When the colonists first arrived in Jamestown in 1607, Virginia was a land of vast forests. And one of the first “products” shipped back to England was timber harvested from the land surrounding the settlement. The Cherrybark Oak trees on Jamestown Island were excellent sources of lumber and wooden shingles that were desperately needed by the people of a growing city (London). Over the course of the next 300 years, much of the forestland in Virginia was harvested to build homes in the “New World,” create sailing ships and to clear land for agricultural purposes. Little, if any, replanting of trees was performed.

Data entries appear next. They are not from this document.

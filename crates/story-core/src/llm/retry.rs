//! Backoff exponencial con jitter.

use std::time::Duration;

use crate::constants::BACKOFF_CAP_SECS;

/// `base · 2^attempt · (1 + jitter)`, con tope de 60s por intento.
///
/// `attempt` es 0-based (primer reintento = 0). `jitter` debe estar en
/// `[0, 0.1)`; el caller lo muestrea para que esta función quede pura.
pub fn backoff_delay(base: Duration, attempt: u32, jitter: f64) -> Duration {
    let factor = 2f64.powi(attempt.min(16) as i32);
    let secs = base.as_secs_f64() * factor * (1.0 + jitter);
    Duration::from_secs_f64(secs.min(BACKOFF_CAP_SECS as f64))
}
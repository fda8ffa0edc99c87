//! Builder del `PipelineEngine`.
//!
//! Todas las dependencias son explícitas: stores, registro de pasos, cliente
//! LLM y configuración del runtime. No hay estado global.

use std::sync::Arc;

use super::PipelineEngine;
use crate::errors::EngineError;
use crate::event::EventStore;
use crate::llm::LlmClient;
use crate::registry::StepRegistry;
use crate::runtime::{RuntimeConfig, StepRuntime};
use crate::store::ProjectStore;

#[derive(Default)]
pub struct PipelineEngineBuilder {
    store: Option<Arc<dyn ProjectStore>>,
    events: Option<Arc<dyn EventStore>>,
    registry: Option<Arc<StepRegistry>>,
    llm: Option<Arc<LlmClient>>,
    config: Option<RuntimeConfig>,
}

impl PipelineEngineBuilder {
    pub fn store(mut self, store: Arc<dyn ProjectStore>) -> Self {
        self.store = Some(store);
        self
    }

    pub fn events(mut self, events: Arc<dyn EventStore>) -> Self {
        self.events = Some(events);
        self
    }

    pub fn registry(mut self, registry: Arc<StepRegistry>) -> Self {
        self.registry = Some(registry);
        self
    }

    pub fn llm(mut self, llm: Arc<LlmClient>) -> Self {
        self.llm = Some(llm);
        self
    }

    pub fn runtime_config(mut self, config: RuntimeConfig) -> Self {
        self.config = Some(config);
        self
    }

    pub fn build(self) -> Result<PipelineEngine, EngineError> {
        let store = self.store.ok_or_else(|| EngineError::Internal("builder: store missing".into()))?;
        let events = self.events.ok_or_else(|| EngineError::Internal("builder: event store missing".into()))?;
        let registry = self.registry.ok_or_else(|| EngineError::Internal("builder: registry missing".into()))?;
        let llm = self.llm.ok_or_else(|| EngineError::Internal("builder: llm client missing".into()))?;
        let runtime = StepRuntime::new(llm, self.config.unwrap_or_default());
        Ok(PipelineEngine::new(store, events, registry, runtime))
    }
}
impl PipelineEngine {
    pub fn new(store: Arc<dyn ProjectStore>,
               events: Arc<dyn EventStore>,
               registry: Arc<StepRegistry>,
               runtime: StepRuntime)
               -> Self {
        Self { store,
               events,
               registry,
               runtime,
               cooldowns: CooldownTracker::new(),
               active: DashMap::new(),
               cancellations: DashMap::new() }
    }

    pub fn builder() -> super::PipelineEngineBuilder {
        super::PipelineEngineBuilder::default()
    }

    pub fn registry(&self) -> &StepRegistry {
        &self.registry
    }

    /// Alta de un proyecto con su brief inicial.
    pub async fn create_project(&self, name: &str, seed: &str) -> Result<Project, EngineError> {
        let project = Project::new(name, seed);
        self.store.create(&project).await?;
        self.store.write_status(&project).await?;
        self.scope(project.id)
            .emit(PipelineEventKind::ProjectCreated { name: name.to_string() })
            .await?;
        tracing::info!(project = %project.id, name, "project created");
        Ok(project)
    }

    /// Estado actual del proyecto.
    pub async fn status(&self, project_id: uuid::Uuid) -> Result<Project, EngineError> {
        self.store.load(project_id).await
    }

    /// Señala la cancelación de la corrida en curso (si la hay).
    pub fn cancel(&self, project_id: uuid::Uuid) {
        if let Some(token) = self.cancellations.get(&project_id) {
            token.cancel();
            tracing::info!(project = %project_id, "cancellation requested");
        }
    }

    /// Ejecuta un único paso. Precondición: padres presentes.
    pub async fn execute_step(&self, project_id: uuid::Uuid, step: usize) -> Result<ArtifactEnvelope, EngineError> {
        let _guard = self.acquire_run(project_id)?;
        let cancel = self.run_token(project_id);
        let mut project = self.store.load(project_id).await?;
        self.execute_step_inner(&mut project, step, None, false, &cancel).await
    }

    /// Corre el pipeline en orden topológico hasta `up_to` inclusive,
    /// retomando desde el primer paso incompleto o stale.
    pub async fn execute_all(&self, project_id: uuid::Uuid, up_to: usize) -> Result<Project, EngineError> {
        let _guard = self.acquire_run(project_id)?;
        if up_to >= self.registry.len() {
            return Err(EngineError::InvalidStepIndex(up_to));
        }
        let cancel = self.run_token(project_id);
        let mut project = self.store.load(project_id).await?;
        for step in self.registry.topological_order() {
            if step > up_to {
                break;
            }
            if cancel.is_cancelled() {
                project.status = ProjectStatus::Cancelled;
                self.store.write_status(&project).await?;
                self.cancellations.remove(&project_id);
                return Err(EngineError::Cancelled);
            }
            self.execute_step_inner(&mut project, step, None, false, &cancel).await?;
        }
        if project.completed_steps.len() == self.registry.len() && project.status != ProjectStatus::Completed {
            project.status = ProjectStatus::Completed;
            self.store.write_status(&project).await?;
        }
        Ok(project)
    }

    /// Re-corre un paso ya generado: snapshotea el artifact previo, acepta
    /// guía opcional e invalida la descendencia al terminar.
    pub async fn revise_step(&self,
                             project_id: uuid::Uuid,
                             step: usize,
                             guidance: Option<String>)
                             -> Result<ArtifactEnvelope, EngineError> {
        let _guard = self.acquire_run(project_id)?;
        self.registry.descriptor(step)?;
        let cancel = self.run_token(project_id);
        let mut project = self.store.load(project_id).await?;
        let scope = self.scope(project_id);

        let snapshot_version = match self.store.read_artifact(project_id, step).await {
            Ok(_) => Some(self.store.snapshot_versions(project_id, step).await?.len() as u32 + 1),
            Err(EngineError::MissingArtifact { .. }) => None,
            Err(err) => return Err(err),
        };
        scope.emit(PipelineEventKind::RevisionStarted { step_index: step,
                                                        snapshot_version,
                                                        guidance: guidance.clone() })
             .await?;
        let artifact = self.execute_step_inner(&mut project, step, guidance, true, &cancel).await?;
        self.apply_invalidation(&mut project, step, &scope).await?;
        Ok(artifact)
    }

    /// Saca de la completed-set todos los pasos posteriores a `step`. Los
    /// artifacts en disco quedan como historia; sólo dejan de ser "current".
    pub async fn invalidate_downstream(&self, project_id: uuid::Uuid, step: usize) -> Result<Project, EngineError> {
        let _guard = self.acquire_run(project_id)?;
        self.registry.descriptor(step)?;
        let mut project = self.store.load(project_id).await?;
        let scope = self.scope(project_id);
        self.apply_invalidation(&mut project, step, &scope).await?;
        Ok(project)
    }

    /// Re-ejecuta el validador del paso sobre el artifact persistido.
    pub async fn validate_only(&self, project_id: uuid::Uuid, step: usize) -> Result<ValidationReport, EngineError> {
        let desc = self.registry.descriptor(step)?;
        let project = self.store.load(project_id).await?;
        let artifact = self.store.read_artifact(project_id, step).await?;
        let (parents, missing) = self.read_parents(project_id, step).await?;
        if !missing.is_empty() {
            return Err(EngineError::UnsatisfiedDependencies { step, missing });
        }
        let ctx = StepContext { seed: project.seed,
                                guidance: None,
                                parents,
                                upstream_hash: artifact.upstream_hash.clone() };
        Ok(desc.definition.validate(&artifact.payload, &ctx))
    }

    fn scope(&self, project_id: uuid::Uuid) -> EventScope {
        EventScope::new(self.events.clone(), project_id)
    }

    fn acquire_run(&self, project_id: uuid::Uuid) -> Result<RunGuard<'_>, EngineError> {
        match self.active.entry(project_id) {
            dashmap::mapref::entry::Entry::Occupied(_) => Err(EngineError::Busy),
            dashmap::mapref::entry::Entry::Vacant(slot) => {
                slot.insert(());
                Ok(RunGuard { active: &self.active,
                              id: project_id })
            }
        }
    }

    /// Token de cancelación vigente; renueva los ya consumidos.
    fn run_token(&self, project_id: uuid::Uuid) -> CancellationToken {
        let current = self.cancellations
                          .entry(project_id)
                          .or_insert_with(CancellationToken::new)
                          .clone();
        if current.is_cancelled() {
            let fresh = CancellationToken::new();
            self.cancellations.insert(project_id, fresh.clone());
            fresh
        } else {
            current
        }
    }

    async fn read_parents(&self,
                          project_id: uuid::Uuid,
                          step: usize)
                          -> Result<(BTreeMap<usize, ArtifactEnvelope>, Vec<usize>), EngineError> {
        let mut parents = BTreeMap::new();
        let mut missing = Vec::new();
        for &parent in self.registry.parents(step) {
            match self.store.read_artifact(project_id, parent).await {
                Ok(artifact) => {
                    parents.insert(parent, artifact);
                }
                Err(EngineError::MissingArtifact { .. }) => missing.push(parent),
                Err(err) => return Err(err),
            }
        }
        Ok((parents, missing))
    }

    async fn apply_invalidation(&self,
                                project: &mut Project,
                                step: usize,
                                scope: &EventScope)
                                -> Result<(), EngineError> {
        // invalidación conservadora: todo índice posterior sale de la
        // completed-set, aunque no sea descendiente transitivo; la frescura
        // por upstream hash hace que los no-descendientes se re-acepten sin
        // regenerar
        let before = project.completed_steps.len();
        project.completed_steps.retain(|s| *s <= step);
        project.current_step = step;
        if project.status == ProjectStatus::Completed && project.completed_steps.len() < self.registry.len() {
            project.status = ProjectStatus::Running;
        }
        self.store.write_status(project).await?;
        if project.completed_steps.len() != before {
            tracing::info!(project = %project.id, step, invalidated = before - project.completed_steps.len(),
                           "downstream steps invalidated");
        }
        scope.emit(PipelineEventKind::Checkpoint { completed_steps: project.completed_steps.iter().copied().collect(),
                                                   current_step: step })
             .await?;
        Ok(())
    }

    /// Corrida de un paso: readiness → frescura → runtime → persistencia.
    async fn execute_step_inner(&self,
                                project: &mut Project,
                                step: usize,
                                guidance: Option<String>,
                                force: bool,
                                cancel: &CancellationToken)
                                -> Result<ArtifactEnvelope, EngineError> {
        let desc = self.registry.descriptor(step)?;
        let scope = self.scope(project.id);
        self.cooldowns.check(project.id, step, Utc::now())?;

        let (parents, missing) = self.read_parents(project.id, step).await?;
        if !missing.is_empty() {
            return Err(EngineError::UnsatisfiedDependencies { step, missing });
        }
        let parent_hashes: Vec<String> = parents.values().map(|a| a.content_hash.clone()).collect();
        let upstream = upstream_hash(desc.definition.prompt_version(), &parent_hashes);

        if !force {
            match self.store.read_artifact(project.id, step).await {
                Ok(existing) if existing.upstream_hash == upstream => {
                    // fresco: se devuelve el artifact cacheado; si una
                    // invalidación lo sacó de la completed-set, se re-adopta
                    // sin regenerar
                    if !project.is_completed(step) {
                        project.completed_steps.insert(step);
                        self.store.write_status(project).await?;
                    }
                    tracing::debug!(project = %project.id, step, "artifact fresh, skipping");
                    return Ok(existing);
                }
                Ok(_) => {} // stale: se re-corre y el store snapshotea al sobrescribir
                Err(EngineError::MissingArtifact { .. }) => {}
                Err(err) => return Err(err),
            }
        }

        scope.emit(PipelineEventKind::StepStarted { step_index: step,
                                                    step_name: desc.name.to_string() })
             .await?;
        project.status = ProjectStatus::Running;
        project.current_step = step;
        self.store.write_status(project).await?;

        let ctx = StepContext { seed: project.seed.clone(),
                                guidance,
                                parents,
                                upstream_hash: upstream.clone() };
        match self.runtime.execute(desc, &ctx, &scope, cancel).await {
            Ok(outcome) => {
                let envelope = ArtifactEnvelope::new(step,
                                                     desc.name,
                                                     upstream,
                                                     outcome.payload,
                                                     outcome.model,
                                                     outcome.attempts,
                                                     outcome.degraded);
                let human = desc.definition.render_text(&envelope.payload);
                self.store.write_artifact(project.id, &envelope, human.as_deref()).await?;
                project.completed_steps.insert(step);
                if project.completed_steps.len() == self.registry.len() {
                    project.status = ProjectStatus::Completed;
                }
                self.store.write_status(project).await?;
                self.cooldowns.clear(project.id, step);
                scope.emit(PipelineEventKind::StepCompleted { step_index: step,
                                                              step_name: desc.name.to_string(),
                                                              content_hash: envelope.content_hash.clone(),
                                                              upstream_hash: envelope.upstream_hash.clone(),
                                                              model: envelope.model.clone(),
                                                              attempts: envelope.attempts,
                                                              degraded: envelope.degraded })
                     .await?;
                scope.emit(PipelineEventKind::Checkpoint { completed_steps: project.completed_steps
                                                                                   .iter()
                                                                                   .copied()
                                                                                   .collect(),
                                                           current_step: step })
                     .await?;
                Ok(envelope)
            }
            Err(EngineError::Cancelled) => {
                scope.emit(PipelineEventKind::StepCancelled { step_index: step }).await?;
                project.status = ProjectStatus::Cancelled;
                self.store.write_status(project).await?;
                self.cancellations.remove(&project.id);
                Err(EngineError::Cancelled)
            }
            Err(err) => {
                scope.emit(PipelineEventKind::StepFailed { step_index: step,
                                                           step_name: desc.name.to_string(),
                                                           error: err.clone() })
                     .await?;
                if err.is_recoverable() {
                    self.cooldowns.record_failure(project.id, step, Utc::now());
                }
                project.status = ProjectStatus::Failed;
                self.store.write_status(project).await?;
                Err(err)
            }
        }
    }
}
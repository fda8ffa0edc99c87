//! Payloads de sinopsis: paso 4 (una página) y paso 6 (sinopsis larga).

use serde::{Deserialize, Serialize};
use std::collections::BTreeMap;

/// Sinopsis de una página (paso 4): cinco párrafos indexados "1".."5",
/// cada uno expandiendo la oración homónima del paso 2.
#[derive(Debug, Clone, PartialEq, Eq, Serialize, Deserialize)]
pub struct PageSynopsis {
    pub paragraphs: BTreeMap<String, String>,
}

impl PageSynopsis {
    /// Claves esperadas por contrato.
    pub const KEYS: [&'static str; 5] = ["1", "2", "3", "4", "5"];

    pub fn paragraph(&self, key: &str) -> Option<&str> {
        self.paragraphs.get(key).map(String::as_str)
    }
}

/// Sinopsis larga (paso 6): narración continua de 2.500–3.000 palabras.
#[derive(Debug, Clone, PartialEq, Eq, Serialize, Deserialize)]
pub struct LongSynopsis {
    pub long_synopsis: String,
}
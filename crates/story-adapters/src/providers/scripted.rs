//! Proveedor con guion: responde en orden lo que se le cargó.
//!
//! Determinista y sin red: la herramienta básica de los tests de integración
//! y del binario de demo. Si el guion se agota devuelve un 500, que el
//! reliability layer clasifica como transitorio.

use async_trait::async_trait;
use std::collections::VecDeque;
use std::sync::atomic::{AtomicUsize, Ordering};
use std::sync::Mutex;

use story_core::{LlmProvider, ProviderError, ProviderRequest, ProviderResponse};

pub struct ScriptedProvider {
    id: String,
    script: Mutex<VecDeque<Result<String, ProviderError>>>,
    calls: AtomicUsize,
}

impl ScriptedProvider {
    pub fn new(id: impl Into<String>) -> Self {
        Self { id: id.into(),
               script: Mutex::new(VecDeque::new()),
               calls: AtomicUsize::new(0) }
    }

    /// Encola una respuesta exitosa.
    pub fn push_ok(&self, text: impl Into<String>) {
        self.script.lock().expect("script lock").push_back(Ok(text.into()));
    }

    /// Encola una falla.
    pub fn push_err(&self, err: ProviderError) {
        self.script.lock().expect("script lock").push_back(Err(err));
    }

    /// Encola `n` veces la misma falla.
    pub fn push_err_times(&self, err: ProviderError, n: usize) {
        let mut script = self.script.lock().expect("script lock");
        for _ in 0..n {
            script.push_back(Err(err.clone()));
        }
    }

    /// Cantidad de llamadas recibidas.
    pub fn calls(&self) -> usize {
        self.calls.load(Ordering::SeqCst)
    }
}

#[async_trait]
impl LlmProvider for ScriptedProvider {
    fn id(&self) -> &str {
        &self.id
    }

    async fn call(&self, _model: &str, _req: &ProviderRequest) -> Result<ProviderResponse, ProviderError> {
        self.calls.fetch_add(1, Ordering::SeqCst);
        let next = self.script.lock().expect("script lock").pop_front();
        match next {
            Some(Ok(text)) => {
                let tokens_out = text.split_whitespace().count() as u32;
                Ok(ProviderResponse { text,
                                      tokens_in: 0,
                                      tokens_out })
            }
            Some(Err(err)) => Err(err),
            None => Err(ProviderError::status(500, "script exhausted")),
        }
    }
}
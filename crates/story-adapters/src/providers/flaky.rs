//! Proveedor que falla las primeras N llamadas y después delega.
//!
//! Útil para ejercitar retries, fallback de candidatos y circuit breaking
//! sin depender de un guion exacto.

use async_trait::async_trait;
use std::sync::atomic::{AtomicUsize, Ordering};
use std::sync::Arc;

use story_core::{LlmProvider, ProviderError, ProviderRequest, ProviderResponse};

pub struct FlakyProvider {
    id: String,
    inner: Arc<dyn LlmProvider>,
    failures_left: AtomicUsize,
    fail_with: ProviderError,
}

impl FlakyProvider {
    pub fn new(id: impl Into<String>, inner: Arc<dyn LlmProvider>, failures: usize, fail_with: ProviderError) -> Self {
        Self { id: id.into(),
               inner,
               failures_left: AtomicUsize::new(failures),
               fail_with }
    }
}

#[async_trait]
impl LlmProvider for FlakyProvider {
    fn id(&self) -> &str {
        &self.id
    }

    async fn call(&self, model: &str, req: &ProviderRequest) -> Result<ProviderResponse, ProviderError> {
        let remaining = self.failures_left.load(Ordering::SeqCst);
        if remaining > 0 {
            self.failures_left.store(remaining - 1, Ordering::SeqCst);
            return Err(self.fail_with.clone());
        }
        self.inner.call(model, req).await
    }
}
//! Integración del reliability layer: cadena de candidatos, retries,
//! clasificación y circuit breaker. Tiempo virtual de tokio para no dormir.

mod support;

use std::sync::atomic::{AtomicUsize, Ordering};
use std::sync::Arc;
use std::time::Duration;
use support::{harness, linear_registry, single_chain, TestProvider};
use tokio_util::sync::CancellationToken;
use uuid::Uuid;

use async_trait::async_trait;
use story_core::llm::CircuitState;
use story_core::{Candidate, EngineError, EventScope, EventStore, GenerateRequest, InMemoryEventStore, LlmClient,
                 LlmClientConfig, LlmProvider, ModelTier, PipelineEventKind, ProviderError, ProviderRequest,
                 ProviderResponse, TierChains};

fn request() -> GenerateRequest {
    GenerateRequest { system: "s".into(),
                      user: "u".into(),
                      tier: ModelTier::Fast,
                      max_tokens: 16,
                      temperature: 0.0,
                      seed: None }
}

fn client_for(providers: Vec<Arc<dyn LlmProvider>>, chain: Vec<Candidate>) -> LlmClient {
    LlmClient::new(providers, LlmClientConfig::new(TierChains::uniform(chain)))
}

#[tokio::test(start_paused = true)]
async fn transient_errors_exhaust_retries_then_fall_back_to_next_candidate() {
    let p1 = Arc::new(TestProvider::new("p1"));
    p1.err_times(ProviderError::status(503, "unavailable"), 10);
    let p2 = Arc::new(TestProvider::new("p2"));
    p2.ok(r#"{"value": "from p2"}"#);
    let chain = vec![Candidate::new("p1", "p1-model"), Candidate::new("p2", "p2-model")];
    let h = harness(vec![p1.clone(), p2.clone()], chain, linear_registry());

    let project = h.engine.create_project("demo", "seed").await.unwrap();
    let artifact = h.engine.execute_step(project.id, 0).await.unwrap();

    assert_eq!(artifact.payload["value"], "from p2");
    assert_eq!(p1.calls(), 4, "initial attempt plus three transient retries");
    assert_eq!(p2.calls(), 1);
    let model = artifact.model.unwrap();
    assert_eq!(model.provider, "p2");

    let events = support::events_of(&h, project.id).await;
    assert!(events.iter().any(|e| matches!(&e.kind,
        PipelineEventKind::ProviderFallback { from_provider, to_provider, .. }
            if from_provider == "p1" && to_provider == "p2")));
}

#[tokio::test(start_paused = true)]
async fn circuit_opens_after_threshold_and_rejects_without_io() {
    let p1 = Arc::new(TestProvider::new("p1"));
    p1.err_times(ProviderError::status(503, "down"), 20);
    let client = client_for(vec![p1.clone()], single_chain("p1"));
    let events = Arc::new(InMemoryEventStore::new());
    let scope = EventScope::new(events.clone(), Uuid::new_v4());
    let cancel = CancellationToken::new();

    // primera corrida: 4 llamadas (1 + 3 retries), el contador queda en 4
    let err = client.generate(&request(), &scope, &cancel).await.unwrap_err();
    assert!(matches!(err, EngineError::AllCandidatesFailed { .. }));
    assert_eq!(p1.calls(), 4);
    assert_eq!(client.circuits().state("p1", "p1-model"), CircuitState::Closed);

    // segunda corrida: la quinta falla consecutiva abre el circuito
    let err = client.generate(&request(), &scope, &cancel).await.unwrap_err();
    assert!(matches!(err, EngineError::AllCandidatesFailed { .. }));
    assert_eq!(p1.calls(), 8);
    assert_eq!(client.circuits().state("p1", "p1-model"), CircuitState::Open);

    // tercera corrida: rechazo sin tocar la red
    let err = client.generate(&request(), &scope, &cancel).await.unwrap_err();
    assert!(matches!(err, EngineError::AllCandidatesFailed { .. }));
    assert_eq!(p1.calls(), 8, "open circuit short-circuits before any provider call");

    let opened = events.list(scope.project_id())
                       .await
                       .unwrap()
                       .iter()
                       .filter(|e| matches!(e.kind, PipelineEventKind::CircuitOpened { .. }))
                       .count();
    assert_eq!(opened, 1, "the transition is emitted once");
}

#[tokio::test(start_paused = true)]
async fn invalid_input_advances_the_chain_without_retry() {
    let p1 = Arc::new(TestProvider::new("p1"));
    p1.err(ProviderError::status(400, "bad request"));
    let p2 = Arc::new(TestProvider::new("p2"));
    p2.ok("whatever");
    let chain = vec![Candidate::new("p1", "p1-model"), Candidate::new("p2", "p2-model")];
    let client = client_for(vec![p1.clone(), p2.clone()], chain);
    let events = Arc::new(InMemoryEventStore::new());
    let scope = EventScope::new(events, Uuid::new_v4());

    let out = client.generate(&request(), &scope, &CancellationToken::new()).await.unwrap();
    assert_eq!(out.provider, "p2");
    assert_eq!(p1.calls(), 1, "invalid_input is not retried");
}

#[tokio::test(start_paused = true)]
async fn permanent_auth_errors_surface_as_permanent() {
    let p1 = Arc::new(TestProvider::new("p1"));
    p1.err(ProviderError::status(401, "bad key"));
    let client = client_for(vec![p1.clone()], single_chain("p1"));
    let events = Arc::new(InMemoryEventStore::new());
    let scope = EventScope::new(events, Uuid::new_v4());

    let err = client.generate(&request(), &scope, &CancellationToken::new()).await.unwrap_err();
    assert!(matches!(err, EngineError::Permanent(_)));
    assert_eq!(p1.calls(), 1);
}

#[tokio::test(start_paused = true)]
async fn rate_limit_waits_for_retry_after() {
    let p1 = Arc::new(TestProvider::new("p1"));
    p1.err(ProviderError::status(429, "slow down").with_retry_after(Duration::from_secs(7)));
    p1.ok(r#"{"value": "after the wait"}"#);
    let client = client_for(vec![p1.clone()], single_chain("p1"));
    let events = Arc::new(InMemoryEventStore::new());
    let scope = EventScope::new(events, Uuid::new_v4());

    let started = tokio::time::Instant::now();
    let out = client.generate(&request(), &scope, &CancellationToken::new()).await.unwrap();
    assert_eq!(p1.calls(), 2);
    assert!(started.elapsed() >= Duration::from_secs(7), "retry_after is honoured");
    assert!(out.text.contains("after the wait"));
}

/// Proveedor que nunca responde: fuerza el timeout del client.
struct PendingProvider {
    id: String,
    calls: AtomicUsize,
}

#[async_trait]
impl LlmProvider for PendingProvider {
    fn id(&self) -> &str {
        &self.id
    }

    async fn call(&self, _model: &str, _req: &ProviderRequest) -> Result<ProviderResponse, ProviderError> {
        self.calls.fetch_add(1, Ordering::SeqCst);
        std::future::pending::<Result<ProviderResponse, ProviderError>>().await
    }
}

#[tokio::test(start_paused = true)]
async fn timeouts_classify_as_network_and_retry_five_times() {
    let p1 = Arc::new(PendingProvider { id: "p1".into(),
                                        calls: AtomicUsize::new(0) });
    let client = client_for(vec![p1.clone()], single_chain("p1"));
    let events = Arc::new(InMemoryEventStore::new());
    let scope = EventScope::new(events, Uuid::new_v4());

    let err = client.generate(&request(), &scope, &CancellationToken::new()).await.unwrap_err();
    assert!(matches!(err, EngineError::AllCandidatesFailed { .. }));
    assert_eq!(p1.calls.load(Ordering::SeqCst), 6, "initial attempt plus five network retries");
}

#[tokio::test(start_paused = true)]
async fn cancellation_interrupts_backoff() {
    let p1 = Arc::new(TestProvider::new("p1"));
    p1.err_times(ProviderError::status(503, "down"), 5);
    let client = Arc::new(client_for(vec![p1.clone()], single_chain("p1")));
    let events = Arc::new(InMemoryEventStore::new());
    let scope = EventScope::new(events, Uuid::new_v4());
    let cancel = CancellationToken::new();

    let task = {
        let client = client.clone();
        let scope = scope.clone();
        let cancel = cancel.clone();
        tokio::spawn(async move { client.generate(&request(), &scope, &cancel).await })
    };
    // dejar que entre al primer backoff y cancelar
    tokio::time::sleep(Duration::from_millis(100)).await;
    cancel.cancel();
    let result = task.await.unwrap();
    assert!(matches!(result, Err(EngineError::Cancelled)));
    assert_eq!(p1.calls(), 1, "no further attempts after cancellation");
}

The Virginia Department of Forestry was created by Gov. Henry Stuart and the General Assembly in March of 1914. Formed under the state Geologic Commission, the agency was charged with the suppression of wildfires and the reforestation of a nearly denuded Virginia – two core missions that still exist today. Over the past 100 years, Virginia Department of Forestry employees have battled 150,000 wildfires that have burned more than 3 million acres of forestland, and they’ve grown and planted more than 2 billion trees.
Chapin Jones began work March 1, 1915 as the State Forester of Virginia. He was not just the first employee at the new agency, he was the only employee. He began his tenure by creating a series of informational posters designed to educate the citizenry on the dangers of wildfire and the importance of preventing them in the first place. He expanded his duties the following year when he developed a tree nursery on land near the University of Virginia. After “going it alone” for several years, he was able to hire a handful of people to help fight wildfires in the western portion of the state. Over the next several decades, the VDOF grew slowly and steadily. One nursery expanded to two, then to three, as the need for more tree seedlings grew. The agency now has two nurseries – one in Sussex County that grows 27 million pine seedlings each year, and one in Augusta County that grows about 3 million hardwood seedlings annually.
While battling wildfires and reforestation work remain core functions, VDOF is also responsible for the quality of water through its efforts to ensure that timber harvest operations do not add sediment to streams, creeks and rivers. The agency is also working hard to conserve forested landscapes and ensure working forests remain working forestlands. Seven years ago, VDOF launched its Forestland Conservation Division. In these few short years, the division has secured more than 100 conservation easements (legal agreements that forever protect the land from development while still being the property of the private owner of the land) that cover more than 30,000 acres of forestland. VDOF also provides unbiased, scientifically-based forest management recommendations to ensure the 373,600 private forest landowners in Virginia meet their goals and objectives they have for their land. The Virginia Department of Forestry oversees 24 State Forests that serve a number of purposes: timber resource, recreational opportunities (hiking, biking, fishing, hunting, horseback riding), ecosystem services (clean air and water), and aesthetics. The forests range in size from just over 100 acres to nearly 20,000 acres and are located in most areas of Virginia.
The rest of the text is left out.